Instructions for the task: After locating "and dark themes." in the listing below, copy that line and each one after it exactly, ending with the line that has "pub const LIGHT: Palette".

─── Given information

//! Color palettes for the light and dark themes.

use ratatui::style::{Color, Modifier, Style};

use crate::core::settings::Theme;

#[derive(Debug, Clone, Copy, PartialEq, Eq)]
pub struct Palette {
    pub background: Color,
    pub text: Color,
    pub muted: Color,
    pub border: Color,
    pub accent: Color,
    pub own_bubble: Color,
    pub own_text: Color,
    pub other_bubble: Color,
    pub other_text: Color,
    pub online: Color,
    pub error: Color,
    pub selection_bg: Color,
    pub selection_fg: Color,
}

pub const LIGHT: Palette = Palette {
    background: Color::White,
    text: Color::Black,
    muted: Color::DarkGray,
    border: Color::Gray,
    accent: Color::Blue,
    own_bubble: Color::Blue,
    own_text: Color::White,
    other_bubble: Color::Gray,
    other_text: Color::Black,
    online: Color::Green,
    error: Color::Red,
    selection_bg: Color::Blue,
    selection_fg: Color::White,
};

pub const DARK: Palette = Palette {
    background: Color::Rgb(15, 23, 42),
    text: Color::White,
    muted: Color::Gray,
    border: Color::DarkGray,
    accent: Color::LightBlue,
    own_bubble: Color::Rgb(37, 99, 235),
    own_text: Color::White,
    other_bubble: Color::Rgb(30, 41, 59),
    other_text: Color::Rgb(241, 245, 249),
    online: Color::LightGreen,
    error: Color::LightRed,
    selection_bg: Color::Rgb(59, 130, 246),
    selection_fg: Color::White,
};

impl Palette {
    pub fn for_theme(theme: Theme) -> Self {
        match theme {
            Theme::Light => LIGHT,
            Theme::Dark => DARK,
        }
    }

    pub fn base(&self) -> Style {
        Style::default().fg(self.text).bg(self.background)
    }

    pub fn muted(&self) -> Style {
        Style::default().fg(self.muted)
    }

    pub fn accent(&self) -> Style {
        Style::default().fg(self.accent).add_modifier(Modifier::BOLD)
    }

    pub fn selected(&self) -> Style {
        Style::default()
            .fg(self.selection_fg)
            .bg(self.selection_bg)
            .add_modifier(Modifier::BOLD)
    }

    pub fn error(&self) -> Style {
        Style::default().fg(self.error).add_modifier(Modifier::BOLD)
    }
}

──────
─── Given information

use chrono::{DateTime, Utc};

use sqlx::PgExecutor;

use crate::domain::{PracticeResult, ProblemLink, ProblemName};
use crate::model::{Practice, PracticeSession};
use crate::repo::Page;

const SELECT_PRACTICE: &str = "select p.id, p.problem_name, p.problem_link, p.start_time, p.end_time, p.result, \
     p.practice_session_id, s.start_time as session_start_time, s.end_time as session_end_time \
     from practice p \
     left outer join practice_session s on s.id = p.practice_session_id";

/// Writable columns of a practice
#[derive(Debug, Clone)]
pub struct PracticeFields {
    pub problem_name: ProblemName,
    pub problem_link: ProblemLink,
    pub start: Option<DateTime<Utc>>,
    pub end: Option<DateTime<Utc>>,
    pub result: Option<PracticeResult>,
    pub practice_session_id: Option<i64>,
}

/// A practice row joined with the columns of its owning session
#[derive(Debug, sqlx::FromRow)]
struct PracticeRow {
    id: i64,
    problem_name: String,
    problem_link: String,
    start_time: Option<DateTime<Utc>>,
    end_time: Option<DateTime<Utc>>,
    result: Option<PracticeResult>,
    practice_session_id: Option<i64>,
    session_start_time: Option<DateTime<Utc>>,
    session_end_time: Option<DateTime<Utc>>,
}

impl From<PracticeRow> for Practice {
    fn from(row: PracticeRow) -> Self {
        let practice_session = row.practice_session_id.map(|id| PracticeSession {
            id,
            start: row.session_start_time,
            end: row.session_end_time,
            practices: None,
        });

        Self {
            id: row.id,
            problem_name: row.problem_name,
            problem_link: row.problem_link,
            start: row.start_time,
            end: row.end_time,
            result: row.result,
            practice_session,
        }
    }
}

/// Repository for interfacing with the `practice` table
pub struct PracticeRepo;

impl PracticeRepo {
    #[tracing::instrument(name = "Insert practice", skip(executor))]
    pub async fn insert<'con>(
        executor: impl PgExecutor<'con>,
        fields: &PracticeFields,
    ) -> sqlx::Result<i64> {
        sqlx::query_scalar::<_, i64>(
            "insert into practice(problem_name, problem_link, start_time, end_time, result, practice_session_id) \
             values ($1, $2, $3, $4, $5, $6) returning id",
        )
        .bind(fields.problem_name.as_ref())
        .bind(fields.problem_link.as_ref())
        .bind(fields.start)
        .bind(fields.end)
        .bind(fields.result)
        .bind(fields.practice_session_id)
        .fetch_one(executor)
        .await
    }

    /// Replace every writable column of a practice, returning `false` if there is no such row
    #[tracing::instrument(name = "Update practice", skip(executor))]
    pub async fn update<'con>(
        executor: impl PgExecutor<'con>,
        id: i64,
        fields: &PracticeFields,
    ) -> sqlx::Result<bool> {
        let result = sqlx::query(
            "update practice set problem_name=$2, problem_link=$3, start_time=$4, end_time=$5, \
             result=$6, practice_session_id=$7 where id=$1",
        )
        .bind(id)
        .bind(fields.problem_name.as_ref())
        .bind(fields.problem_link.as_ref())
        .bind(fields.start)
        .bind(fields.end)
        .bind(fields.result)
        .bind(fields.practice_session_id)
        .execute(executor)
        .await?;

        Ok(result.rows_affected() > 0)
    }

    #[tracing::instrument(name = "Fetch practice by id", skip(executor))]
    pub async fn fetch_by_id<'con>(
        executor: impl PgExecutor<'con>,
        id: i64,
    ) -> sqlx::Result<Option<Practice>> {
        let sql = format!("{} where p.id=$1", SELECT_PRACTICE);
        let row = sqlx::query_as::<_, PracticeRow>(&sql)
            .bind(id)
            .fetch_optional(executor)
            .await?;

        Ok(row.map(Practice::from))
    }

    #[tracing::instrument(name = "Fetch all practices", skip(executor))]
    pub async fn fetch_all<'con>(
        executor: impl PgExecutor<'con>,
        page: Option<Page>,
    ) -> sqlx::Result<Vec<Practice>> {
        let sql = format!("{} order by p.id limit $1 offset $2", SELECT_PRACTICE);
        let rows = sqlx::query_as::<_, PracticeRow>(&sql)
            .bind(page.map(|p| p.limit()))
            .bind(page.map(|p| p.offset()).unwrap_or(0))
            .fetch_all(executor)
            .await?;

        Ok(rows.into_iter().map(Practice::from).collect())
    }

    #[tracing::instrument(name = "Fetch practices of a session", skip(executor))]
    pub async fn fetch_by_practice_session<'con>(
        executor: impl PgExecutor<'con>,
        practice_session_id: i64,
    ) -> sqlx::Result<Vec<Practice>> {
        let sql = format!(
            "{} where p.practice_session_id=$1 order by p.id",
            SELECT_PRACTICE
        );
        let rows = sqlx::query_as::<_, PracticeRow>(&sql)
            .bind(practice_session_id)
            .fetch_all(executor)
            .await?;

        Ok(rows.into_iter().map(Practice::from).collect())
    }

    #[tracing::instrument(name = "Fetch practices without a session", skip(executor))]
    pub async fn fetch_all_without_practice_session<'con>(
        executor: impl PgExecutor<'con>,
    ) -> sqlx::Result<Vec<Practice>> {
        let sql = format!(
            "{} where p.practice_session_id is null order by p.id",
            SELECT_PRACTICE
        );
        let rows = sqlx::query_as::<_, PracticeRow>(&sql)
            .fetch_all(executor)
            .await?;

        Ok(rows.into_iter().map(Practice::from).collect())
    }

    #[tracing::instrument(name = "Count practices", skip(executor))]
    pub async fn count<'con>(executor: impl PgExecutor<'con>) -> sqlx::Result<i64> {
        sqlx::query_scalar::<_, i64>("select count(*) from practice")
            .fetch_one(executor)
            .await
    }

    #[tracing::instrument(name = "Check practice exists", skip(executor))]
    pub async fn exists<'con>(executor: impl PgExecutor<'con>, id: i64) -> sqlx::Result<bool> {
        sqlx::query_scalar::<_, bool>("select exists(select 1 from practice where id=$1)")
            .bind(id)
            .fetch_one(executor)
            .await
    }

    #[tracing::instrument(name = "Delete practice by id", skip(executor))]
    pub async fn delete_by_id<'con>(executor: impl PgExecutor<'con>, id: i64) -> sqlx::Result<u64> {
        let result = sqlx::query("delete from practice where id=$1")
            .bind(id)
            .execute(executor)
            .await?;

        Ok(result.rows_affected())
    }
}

──────
─── Given information

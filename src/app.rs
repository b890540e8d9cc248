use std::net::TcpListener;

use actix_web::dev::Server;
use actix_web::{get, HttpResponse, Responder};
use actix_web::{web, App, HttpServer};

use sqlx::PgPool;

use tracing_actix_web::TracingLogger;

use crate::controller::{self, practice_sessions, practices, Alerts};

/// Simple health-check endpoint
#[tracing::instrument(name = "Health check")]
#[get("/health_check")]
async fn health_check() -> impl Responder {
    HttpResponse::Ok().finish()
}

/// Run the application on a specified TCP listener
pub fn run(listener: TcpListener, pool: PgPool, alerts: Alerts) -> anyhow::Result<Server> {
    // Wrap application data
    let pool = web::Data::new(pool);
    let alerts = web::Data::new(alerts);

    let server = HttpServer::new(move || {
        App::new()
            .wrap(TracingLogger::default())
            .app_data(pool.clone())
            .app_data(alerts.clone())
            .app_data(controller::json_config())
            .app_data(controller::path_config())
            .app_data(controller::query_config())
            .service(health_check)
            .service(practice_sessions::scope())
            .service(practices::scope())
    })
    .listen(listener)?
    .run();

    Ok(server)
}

──────

Written solution:
//! Color palettes for the light and dark themes.

use ratatui::style::{Color, Modifier, Style};

use crate::core::settings::Theme;

#[derive(Debug, Clone, Copy, PartialEq, Eq)]
pub struct Palette {
    pub background: Color,
    pub text: Color,
    pub muted: Color,
    pub border: Color,
    pub accent: Color,
    pub own_bubble: Color,
    pub own_text: Color,
    pub other_bubble: Color,
    pub other_text: Color,
    pub online: Color,
    pub error: Color,
    pub selection_bg: Color,
    pub selection_fg: Color,
}

pub const LIGHT: Palette = Palette {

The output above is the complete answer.